I've Been Awake More Than 35 Hours Straight

Well, I ended up not sleeping last night and not for a lack of trying. I took baclefen and two ativan and nothing. I relaxed but no sleep. My mind just kept going and going and going. Not too fast, but fast enough. It just didn't want to settle down. I mean, I was a little excited that I had come up with another group to run on Cafemom - Christmas Dreaming. Then I was thinking about a Christmas story I was thinking about writing and my fan fiction. Not to mention "The Mephisto Club," which is getting better and better by each page.

Anyway, I eventually just gave up sleeping. I got my iced coffee. In fact, I had two of them this morning. Not to mention two Extra Large Diet Dr. Peppers from McDonald's. Guess I'm kind of on a caffiene high too. Though usually caffiene doesn't do much to me. 
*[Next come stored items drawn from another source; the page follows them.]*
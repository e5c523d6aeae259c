//! Memory Source Abstraction
//!
//! Core abstractions for reading memory out of the observed process:
//! - The `MemorySource` trait every collaborator reads through
//! - `MemoryRegion` describing mapped ranges
//! - Mock sources for testing

mod region;
mod traits;

#[cfg(test)]
mod mock;

pub use region::MemoryRegion;
pub use traits::MemorySource;
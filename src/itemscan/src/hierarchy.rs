//! Class lineage checks
//!
//! Walks `ClassPrivate` then `SuperStruct` links and compares class names.

use serde::Serialize;
use tracing::trace;

use crate::fname::NameResolver;
use crate::handle::RemoteHandle;
use crate::layout::EngineLayout;
use crate::source::MemorySource;

/// Deepest class chain walked before giving up
///
/// Real UE5 hierarchies are well under 20 deep; anything past this is a cycle
/// or garbage.
pub const MAX_CLASS_DEPTH: usize = 64;

/// One link of a class chain
#[derive(Debug, Clone, PartialEq, Eq, Serialize)]
pub struct ClassRecord {
    pub handle: RemoteHandle,
    pub name: String,
    /// Null at the root of the hierarchy
    pub super_handle: RemoteHandle,
}

pub struct ClassMatcher<'a> {
    source: &'a dyn MemorySource,
    names: &'a dyn NameResolver,
    layout: &'a EngineLayout,
}

impl<'a> ClassMatcher<'a> {
    pub fn new(
        source: &'a dyn MemorySource,
        names: &'a dyn NameResolver,
        layout: &'a EngineLayout,
    ) -> Self {
        Self {
            source,
            names,
            layout,
        }
    }

    /// Whether any class in the object's chain is named `class_name`
    /// (`exact`) or contains it
    ///
    /// Fails closed: a null handle, an unreadable link, an unresolvable name
    /// or a chain deeper than [`MAX_CLASS_DEPTH`] all yield `false`.
    pub fn is_a(&self, handle: RemoteHandle, class_name: &str, exact: bool) -> bool {
        if handle.is_null() {
            return false;
        }

        let mut current = match self.read_handle(handle, self.layout.object_class_offset) {
            Some(class) => class,
            None => return false,
        };

        for _ in 0..MAX_CLASS_DEPTH {
            if current.is_null() {
                return false;
            }

            let Some(name) = self.class_name(current) else {
                return false;
            };

            let matched = if exact {
                name == class_name
            } else {
                name.contains(class_name)
            };
            if matched {
                return true;
            }

            current = match self.read_handle(current, self.layout.struct_super_offset) {
                Some(parent) => parent,
                None => return false,
            };
        }

        trace!(
            "class chain of {} exceeded {} links, treating as no match",
            handle,
            MAX_CLASS_DEPTH
        );
        false
    }

    /// The object's class chain, immediate class first
    ///
    /// Stops early at the first unreadable link and never returns more than
    /// [`MAX_CLASS_DEPTH`] entries. Unresolvable names are left empty.
    pub fn class_chain(&self, handle: RemoteHandle) -> Vec<ClassRecord> {
        let mut chain = Vec::new();
        if handle.is_null() {
            return chain;
        }

        let Some(mut current) = self.read_handle(handle, self.layout.object_class_offset) else {
            return chain;
        };

        while !current.is_null() && chain.len() < MAX_CLASS_DEPTH {
            let name = self.class_name(current).unwrap_or_default();
            let super_handle = self
                .read_handle(current, self.layout.struct_super_offset)
                .unwrap_or(RemoteHandle::NULL);

            chain.push(ClassRecord {
                handle: current,
                name,
                super_handle,
            });
            current = super_handle;
        }

        chain
    }

    fn class_name(&self, class: RemoteHandle) -> Option<String> {
        let address = class.field(self.layout.object_name_offset)?;
        let index = self.source.read_u32(address).ok()?;
        self.names.resolve_name(self.source, index).ok()
    }

    fn read_handle(&self, handle: RemoteHandle, offset: usize) -> Option<RemoteHandle> {
        let address = handle.field(offset)?;
        self.source.read_ptr(address).ok().map(RemoteHandle)
    }
}
//! FName decoding
//!
//! Provides FName reading from the chunked FNamePool structure used in UE5.5+,
//! behind the `NameResolver` trait the scanner and matcher consume.

mod pool;
mod reader;

pub use pool::FNamePool;
pub use reader::FNameReader;

use crate::error::NameError;
use crate::source::MemorySource;

/// Maps an FName comparison index to its string form
pub trait NameResolver: Send + Sync {
    fn resolve_name(&self, source: &dyn MemorySource, index: u32) -> Result<String, NameError>;
}
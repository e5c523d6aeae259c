//! Core CLI definitions

use clap::{Args, Parser, Subcommand};
use std::path::PathBuf;

#[derive(Parser)]
#[command(name = "itemscan")]
#[command(about = "Resolve item definition objects in a running UE5 game", long_about = None)]
pub struct Cli {
    #[command(flatten)]
    pub global: GlobalArgs,

    #[command(subcommand)]
    pub command: Commands,
}

/// Options shared by every subcommand
#[derive(Args, Debug, Clone, Default)]
pub struct GlobalArgs {
    /// Attach to this process ID
    #[arg(long, global = true)]
    pub pid: Option<u32>,

    /// Attach to the process with this name (e.g. "Game-Win64-Shipping.exe")
    #[arg(long, global = true)]
    pub process: Option<String>,

    /// GUObjectArray offset from the main module base (hex)
    #[arg(long, global = true, value_parser = parse_hex)]
    pub gobjects: Option<usize>,

    /// FNamePool offset from the main module base (hex, discovered if omitted)
    #[arg(long, global = true, value_parser = parse_hex)]
    pub gnames: Option<usize>,

    /// Config file to use instead of the default location
    #[arg(long, global = true)]
    pub config: Option<PathBuf>,

    /// Scan object array chunks in parallel
    #[arg(long, global = true)]
    pub parallel: bool,

    /// Give up after this many seconds
    #[arg(long, global = true)]
    pub timeout: Option<u64>,

    /// Print results as JSON
    #[arg(long, global = true)]
    pub json: bool,
}

#[derive(Subcommand)]
pub enum Commands {
    /// Resolve an item category (e.g. "knife", "gaz bottle") to its definition object
    #[command(visible_alias = "r")]
    Resolve {
        /// Category name (case-insensitive)
        category: String,
    },

    /// List objects whose name contains a fragment
    #[command(visible_alias = "f")]
    Find {
        /// Name fragment (case-sensitive)
        fragment: String,

        /// Maximum number of objects to show
        #[arg(short, long, default_value = "20")]
        limit: usize,
    },

    /// List every live object in GUObjectArray
    #[command(visible_alias = "l")]
    List {
        /// Maximum number of objects to show
        #[arg(short, long, default_value = "20")]
        limit: usize,

        /// Show the most common classes instead of objects
        #[arg(long)]
        stats: bool,
    },

    /// Check whether an object derives from a class
    IsA {
        /// Object address (hex)
        #[arg(value_parser = parse_hex)]
        address: usize,

        /// Class name (e.g. "Data_Melee_C")
        class: String,

        /// Require an exact class name instead of a substring
        #[arg(short, long)]
        exact: bool,
    },

    /// List the item categories in the active catalog
    Categories,

    /// Configure default settings
    #[command(visible_alias = "c")]
    Configure {
        /// Set default process name
        #[arg(long)]
        process: Option<String>,

        /// Set GUObjectArray offset (hex)
        #[arg(long, value_parser = parse_hex)]
        gobjects: Option<usize>,

        /// Set FNamePool offset (hex)
        #[arg(long, value_parser = parse_hex)]
        gnames: Option<usize>,

        /// Show current configuration
        #[arg(long)]
        show: bool,
    },
}

/// Parse a hex number with or without a `0x` prefix
pub fn parse_hex(s: &str) -> Result<usize, String> {
    let digits = s
        .trim()
        .trim_start_matches("0x")
        .trim_start_matches("0X")
        .replace('_', "");
    usize::from_str_radix(&digits, 16).map_err(|e| format!("invalid hex value '{}': {}", s, e))
}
All I've really done today is play on Cafemom. Of course, nothing moves on there fast enough for me. No one seems to be replying. It is sort of driving me nuts. But I can't really focus on much else. I kind of had "River Monsters" on today. I watched part of "Transformers" which is a good movie though the second movie is my favorite of the franchise. After that, I put on "Food Network Challenge," but I didn't finish it because Jordan and I went out to get sodas and to pick up my medication. Thank god one of the meds was the ativan! LOL! I have taken two of them and with luck they'll help. While Jordan ran in for my meds, I did read a couple of pages of "The Mephisto Club" then went I got home, I put on "The Next Iron Chef: Super Chefs." I missed the first few minutes. But it was a great episode. Anne Buriel won!! Samuelsen was sent home. I know I spelled their names wrong. Ugh! But it was really a good episode. Now I'm watching "Iron Chef America" where the secret ingredient is caviar! 

Well, I think that's really about it. I hope I sleep at some point tonight, though I kind of want to do more reading. I don't know. I have felt pretty scattered today. I have worried about a hypomanic episode or worse, a mixed state. I guess it will really depend on how I feel tomorrow. Right now I just feel scattered, tired but not quite sleepy. Though I think the ativan is starting to work. It's relaxing me a bit.

Okay, that's it. I am done with this. I'm starting to relax. Thank god for ativan. I might sleep yet! So I'm going!